Working Waterfront speaks with Allen about her Gulf of Maine temperature research – K. Allen

The Working Waterfront spoke with Katherine Allen, an assistant professor in the School of Earth and Climate Sciences and Climate Change Institute at the University of Maine, about a five-year study she will lead focused on temperature change in the Gulf of Maine. Allen has received a more than $584,000 National Science Foundation CAREER Award to study temperature trends and variability during the past 11,000 years in the Gulf of Maine, with the goal of enhancing long-term environmental prediction and planning, the article states. “We aim to provide longer-term context for the recent warming observed in the Gulf of Maine,” said Allen. “The work will provide a new perspective on how conditions here are linked to processes in the greater North Atlantic on long time scales. Because the Gulf of Maine is so sensitive to changes in circulation, it’s a great place to investigate past changes in the ocean-climate system.” Allen will lead a team of researchers and Native American students from New England on a 10-day expedition to collect plankton and ancient marine sediment cores for analysis from the body of water that has warmed faster than most of the world’s oceans.
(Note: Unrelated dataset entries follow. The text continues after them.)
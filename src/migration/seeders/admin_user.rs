use std::sync::Arc;

use async_trait::async_trait;

use super::{ensure_user, SeedUser};
use crate::{
    auth::password::PasswordHasher,
    db::Connection,
    migration::Seeder,
    users::{model::Role, repo::build_repository},
};

const ADMIN: SeedUser = SeedUser {
    email: "admin@example.com",
    password: "admin123456",
    name: "System Administrator",
    role: Role::Admin,
    active: true,
};

/// Default administrator for development and staging.
pub struct AdminUserSeeder {
    hasher: Arc<dyn PasswordHasher>,
}

impl AdminUserSeeder {
    pub fn new(hasher: Arc<dyn PasswordHasher>) -> Self {
        Self { hasher }
    }
}

#[async_trait]
impl Seeder for AdminUserSeeder {
    fn name(&self) -> &str {
        "AdminUserSeeder"
    }

    fn should_run(&self, env: &str) -> bool {
        matches!(env, "development" | "staging")
    }

    async fn run(&self, conn: &Connection) -> anyhow::Result<()> {
        let repo = build_repository(conn);
        ensure_user(repo.as_ref(), self.hasher.as_ref(), &ADMIN).await?;
        Ok(())
    }
}
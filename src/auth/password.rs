use argon2::{
    password_hash::{PasswordHash, PasswordHasher as _, PasswordVerifier, SaltString},
    Argon2,
};
use rand::rngs::OsRng;
use tracing::{error, warn};

use crate::error::{Error, Result};

/// One-way password digests. Implementations salt every hash.
pub trait PasswordHasher: Send + Sync {
    fn hash(&self, plain: &str) -> Result<String>;

    /// `false` for a mismatch and for a digest that cannot be parsed.
    fn verify(&self, plain: &str, digest: &str) -> bool;
}

/// Argon2id with the crate's default parameters.
#[derive(Clone, Default)]
pub struct Argon2Hasher {
    argon2: Argon2<'static>,
}

impl PasswordHasher for Argon2Hasher {
    fn hash(&self, plain: &str) -> Result<String> {
        let salt = SaltString::generate(&mut OsRng);
        let hash = self
            .argon2
            .hash_password(plain.as_bytes(), &salt)
            .map_err(|e| {
                error!(error = %e, "argon2 hash_password error");
                Error::Internal(format!("failed to hash password: {e}"))
            })?
            .to_string();
        Ok(hash)
    }

    fn verify(&self, plain: &str, digest: &str) -> bool {
        let parsed = match PasswordHash::new(digest) {
            Ok(p) => p,
            Err(e) => {
                warn!(error = %e, "stored password digest is malformed");
                return false;
            }
        };
        self.argon2
            .verify_password(plain.as_bytes(), &parsed)
            .is_ok()
    }
}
The project involves a close partnership with UMaine’s Wabanaki Youth in Science (WaYS) program that will help build a team of high school, undergraduate and graduate students, according to the article. The team’s mentors will include UMaine faculty members Bonnie Newsom, assistant professor of anthropology, and Huijie Xue, professor of marine sciences. The students also will collaborate with UMaine’s New Media program to develop communication skills and ultimately share their findings online and in schools, the article states.